#### [Data provided]

++++++++

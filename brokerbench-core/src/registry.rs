//! Registry of the consumers a driver has created.
//!
//! Only the owning driver mutates it: `register` on consumer creation and
//! `close_all` on teardown. The lock is never held across an `.await`.

use std::sync::{Arc, Mutex, MutexGuard, PoisonError};

use crate::consumer::BenchmarkConsumer;
use crate::error::{DriverError, DriverResult};

/// Outcome of a bulk close.
#[derive(Debug, Clone, Copy, Default, PartialEq, Eq)]
pub struct CloseReport {
    pub closed: usize,
    pub failed: usize,
}

#[derive(Default)]
struct RegistryState {
    consumers: Vec<Arc<dyn BenchmarkConsumer>>,
    closed: bool,
}

/// Consumers in creation order.
#[derive(Default)]
pub struct ConsumerRegistry {
    state: Mutex<RegistryState>,
}

impl ConsumerRegistry {
    pub fn new() -> Self {
        Self::default()
    }

    fn state(&self) -> MutexGuard<'_, RegistryState> {
        self.state.lock().unwrap_or_else(PoisonError::into_inner)
    }

    /// Track a consumer. Registering the same handle twice is a no-op.
    /// Fails with [`DriverError::Closed`] once `close_all` has started; the
    /// caller still owns the handle then.
    pub fn register(&self, consumer: Arc<dyn BenchmarkConsumer>) -> DriverResult<()> {
        let mut state = self.state();
        if state.closed {
            return Err(DriverError::Closed);
        }
        if !state.consumers.iter().any(|c| Arc::ptr_eq(c, &consumer)) {
            state.consumers.push(consumer);
        }
        Ok(())
    }

    pub fn len(&self) -> usize {
        self.state().consumers.len()
    }

    pub fn is_empty(&self) -> bool {
        self.state().consumers.is_empty()
    }

    pub fn is_closed(&self) -> bool {
        self.state().closed
    }

    /// Close every tracked consumer in creation order and refuse further
    /// registrations. A failing consumer is logged and the rest are still
    /// closed.
    pub async fn close_all(&self) -> CloseReport {
        let consumers: Vec<_> = {
            let mut state = self.state();
            state.closed = true;
            state.consumers.drain(..).collect()
        };
        let mut report = CloseReport::default();

        for consumer in consumers {
            match consumer.close().await {
                Ok(()) => report.closed += 1,
                Err(e) => {
                    report.failed += 1;
                    tracing::warn!(
                        topic = %consumer.topic(),
                        subscription = %consumer.subscription(),
                        error = %e,
                        "Failed to close consumer"
                    );
                }
            }
        }

        report
    }
}
//! Custom error types for brokerbench.
//!
//! Explicit enum error types only. No `Box<dyn Error>` and no
//! `anyhow::Result` in library code; every failure is a typed variant.

use std::path::PathBuf;

use thiserror::Error;

/// Top-level error type returned by drivers, producers and consumers.
#[derive(Debug, Error)]
pub enum DriverError {
    // =========================================================================
    // Configuration Errors - Fatal, Abort Initialization
    // =========================================================================
    #[error("Configuration error: {0}")]
    Config(#[from] ConfigError),

    // =========================================================================
    // Connection Errors - Fatal at Initialization
    // =========================================================================
    #[error("Cannot connect to broker at {endpoints} ({role}): {source}")]
    Connection {
        endpoints: String,
        role: &'static str,
        #[source]
        source: ClientError,
    },

    // =========================================================================
    // Steady-State Errors - Surfaced Per Operation
    // =========================================================================
    #[error("Failed to create topic '{topic}': {source}")]
    Admin {
        topic: String,
        #[source]
        source: ClientError,
    },

    #[error("Failed to subscribe '{subscription}' to topic '{topic}': {source}")]
    Subscription {
        topic: String,
        subscription: String,
        #[source]
        source: ClientError,
    },

    #[error("Failed to send to topic '{topic}': {source}")]
    Send {
        topic: String,
        #[source]
        source: ClientError,
    },

    // =========================================================================
    // Teardown Errors - Logged and Swallowed by Driver Close
    // =========================================================================
    #[error("Failed to close {resource}: {source}")]
    Close {
        resource: String,
        #[source]
        source: ClientError,
    },

    #[error("Driver is closed")]
    Closed,
}

/// Configuration errors. Any of these prevents a driver from starting.
#[derive(Debug, Error)]
pub enum ConfigError {
    #[error("Configuration file not found: {path}")]
    NotFound { path: PathBuf },

    #[error("Failed to read configuration file {path}: {source}")]
    Read {
        path: PathBuf,
        #[source]
        source: std::io::Error,
    },

    #[error("Configuration parse error: {message}")]
    Parse { message: String },

    #[error("Missing required field: {field}")]
    MissingRequiredField { field: &'static str },

    #[error("Invalid field value: {field} = {value} - {reason}")]
    InvalidFieldValue {
        field: &'static str,
        value: String,
        reason: String,
    },
}

/// Failures reported by a broker client through the capability surface.
#[derive(Debug, Clone, PartialEq, Eq, Error)]
pub enum ClientError {
    #[error("No broker reachable at {endpoints}")]
    Unreachable { endpoints: String },

    #[error("Unknown topic: {topic}")]
    UnknownTopic { topic: String },

    #[error("Invalid topic name '{name}': {reason}")]
    InvalidTopicName { name: String, reason: String },

    #[error("Topic already exists: {topic}")]
    TopicAlreadyExists { topic: String },

    #[error("Connection already closed")]
    AlreadyClosed,

    #[error("Request rejected by broker: {reason}")]
    Rejected { reason: String },

    #[error("{operation} timed out after {timeout_ms}ms")]
    Timeout {
        operation: &'static str,
        timeout_ms: u64,
    },

    #[error("Broker client error: {message}")]
    Backend { message: String },
}

/// Result type alias using DriverError.
pub type DriverResult<T> = Result<T, DriverError>;

/// Result type alias for broker client operations.
pub type ClientResult<T> = Result<T, ClientError>;

#[cfg(test)]
mod tests {
    use super::*;

    #[test]
    fn test_config_error_display() {
        let err = ConfigError::InvalidFieldValue {
            field: "replicationFactor",
            value: "0".to_string(),
            reason: "must be at least 1".to_string(),
        };
        assert!(err.to_string().contains("replicationFactor"));
        assert!(err.to_string().contains("at least 1"));
    }

    #[test]
    fn test_error_chain() {
        let config_err = ConfigError::MissingRequiredField { field: "endpoints" };
        let driver_err: DriverError = config_err.into();
        assert!(matches!(driver_err, DriverError::Config(_)));
    }

    #[test]
    fn test_source_is_preserved() {
        use std::error::Error as _;

        let err = DriverError::Admin {
            topic: "bench-0".to_string(),
            source: ClientError::Timeout {
                operation: "create_topic",
                timeout_ms: 500,
            },
        };
        let source = err.source().unwrap();
        assert_eq!(source.to_string(), "create_topic timed out after 500ms");
    }
}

++++++++

#### [Exercise aim]
Reproduce each of the records word for word.

#### [Result of this task]
filename brokerbench-core/src/registry.rs
//! Registry of the consumers a driver has created.
//!
//! Only the owning driver mutates it: `register` on consumer creation and
//! `close_all` on teardown. The lock is never held across an `.await`.

use std::sync::{Arc, Mutex, MutexGuard, PoisonError};

use crate::consumer::BenchmarkConsumer;
use crate::error::{DriverError, DriverResult};

/// Outcome of a bulk close.
#[derive(Debug, Clone, Copy, Default, PartialEq, Eq)]
pub struct CloseReport {
    pub closed: usize,
    pub failed: usize,
}

#[derive(Default)]
struct RegistryState {
    consumers: Vec<Arc<dyn BenchmarkConsumer>>,
    closed: bool,
}

/// Consumers in creation order.
#[derive(Default)]
pub struct ConsumerRegistry {
    state: Mutex<RegistryState>,
}

impl ConsumerRegistry {
    pub fn new() -> Self {
        Self::default()
    }

    fn state(&self) -> MutexGuard<'_, RegistryState> {
        self.state.lock().unwrap_or_else(PoisonError::into_inner)
    }

    /// Track a consumer. Registering the same handle twice is a no-op.
    /// Fails with [`DriverError::Closed`] once `close_all` has started; the
    /// caller still owns the handle then.
    pub fn register(&self, consumer: Arc<dyn BenchmarkConsumer>) -> DriverResult<()> {
        let mut state = self.state();
        if state.closed {
            return Err(DriverError::Closed);
        }
        if !state.consumers.iter().any(|c| Arc::ptr_eq(c, &consumer)) {
            state.consumers.push(consumer);
        }
        Ok(())
    }

    pub fn len(&self) -> usize {
        self.state().consumers.len()
    }

    pub fn is_empty(&self) -> bool {
        self.state().consumers.is_empty()
    }

    pub fn is_closed(&self) -> bool {
        self.state().closed
    }

    /// Close every tracked consumer in creation order and refuse further
    /// registrations. A failing consumer is logged and the rest are still
    /// closed.
    pub async fn close_all(&self) -> CloseReport {
        let consumers: Vec<_> = {
            let mut state = self.state();
            state.closed = true;
            state.consumers.drain(..).collect()
        };
        let mut report = CloseReport::default();

        for consumer in consumers {
            match consumer.close().await {
                Ok(()) => report.closed += 1,
                Err(e) => {
                    report.failed += 1;
                    tracing::warn!(
                        topic = %consumer.topic(),
                        subscription = %consumer.subscription(),
                        error = %e,
                        "Failed to close consumer"
                    );
                }
            }
        }

        report
    }
}
//! Custom error types for brokerbench.
//!
//! Explicit enum error types only. No `Box<dyn Error>` and no
//! `anyhow::Result` in library code; every failure is a typed variant.

use std::path::PathBuf;

use thiserror::Error;

/// Top-level error type returned by drivers, producers and consumers.
#[derive(Debug, Error)]
pub enum DriverError {
    // =========================================================================
    // Configuration Errors - Fatal, Abort Initialization
    // =========================================================================
    #[error("Configuration error: {0}")]
    Config(#[from] ConfigError),

    // =========================================================================
    // Connection Errors - Fatal at Initialization
    // =========================================================================
    #[error("Cannot connect to broker at {endpoints} ({role}): {source}")]
    Connection {
        endpoints: String,
        role: &'static str,
        #[source]
        source: ClientError,
    },

    // =========================================================================
    // Steady-State Errors - Surfaced Per Operation
    // =========================================================================
    #[error("Failed to create topic '{topic}': {source}")]
    Admin {
        topic: String,
        #[source]
        source: ClientError,
    },

    #[error("Failed to subscribe '{subscription}' to topic '{topic}': {source}")]
    Subscription {
        topic: String,
        subscription: String,
        #[source]
        source: ClientError,
    },

    #[error("Failed to send to topic '{topic}': {source}")]
    Send {
        topic: String,
        #[source]
        source: ClientError,
    },

    // =========================================================================
    // Teardown Errors - Logged and Swallowed by Driver Close
    // =========================================================================
    #[error("Failed to close {resource}: {source}")]
    Close {
        resource: String,
        #[source]
        source: ClientError,
    },

    #[error("Driver is closed")]
    Closed,
}

/// Configuration errors. Any of these prevents a driver from starting.
#[derive(Debug, Error)]
pub enum ConfigError {
    #[error("Configuration file not found: {path}")]
    NotFound { path: PathBuf },

    #[error("Failed to read configuration file {path}: {source}")]
    Read {
        path: PathBuf,
        #[source]
        source: std::io::Error,
    },

    #[error("Configuration parse error: {message}")]
    Parse { message: String },

    #[error("Missing required field: {field}")]
    MissingRequiredField { field: &'static str },

    #[error("Invalid field value: {field} = {value} - {reason}")]
    InvalidFieldValue {
        field: &'static str,
        value: String,
        reason: String,
    },
}

/// Failures reported by a broker client through the capability surface.
#[derive(Debug, Clone, PartialEq, Eq, Error)]
pub enum ClientError {
    #[error("No broker reachable at {endpoints}")]
    Unreachable { endpoints: String },

    #[error("Unknown topic: {topic}")]
    UnknownTopic { topic: String },

    #[error("Invalid topic name '{name}': {reason}")]
    InvalidTopicName { name: String, reason: String },

    #[error("Topic already exists: {topic}")]
    TopicAlreadyExists { topic: String },

    #[error("Connection already closed")]
    AlreadyClosed,

    #[error("Request rejected by broker: {reason}")]
    Rejected { reason: String },

    #[error("{operation} timed out after {timeout_ms}ms")]
    Timeout {
        operation: &'static str,
        timeout_ms: u64,
    },

    #[error("Broker client error: {message}")]
    Backend { message: String },
}

/// Result type alias using DriverError.
pub type DriverResult<T> = Result<T, DriverError>;

/// Result type alias for broker client operations.
pub type ClientResult<T> = Result<T, ClientError>;

#[cfg(test)]
mod tests {
    use super::*;

    #[test]
    fn test_config_error_display() {
        let err = ConfigError::InvalidFieldValue {
            field: "replicationFactor",
            value: "0".to_string(),
            reason: "must be at least 1".to_string(),
        };
        assert!(err.to_string().contains("replicationFactor"));
        assert!(err.to_string().contains("at least 1"));
    }

    #[test]
    fn test_error_chain() {
        let config_err = ConfigError::MissingRequiredField { field: "endpoints" };
        let driver_err: DriverError = config_err.into();
        assert!(matches!(driver_err, DriverError::Config(_)));
    }

    #[test]
    fn test_source_is_preserved() {
        use std::error::Error as _;

        let err = DriverError::Admin {
            topic: "bench-0".to_string(),
            source: ClientError::Timeout {
                operation: "create_topic",
                timeout_ms: 500,
            },
        };
        let source = err.source().unwrap();
        assert_eq!(source.to_string(), "create_topic timed out after 500ms");
    }
}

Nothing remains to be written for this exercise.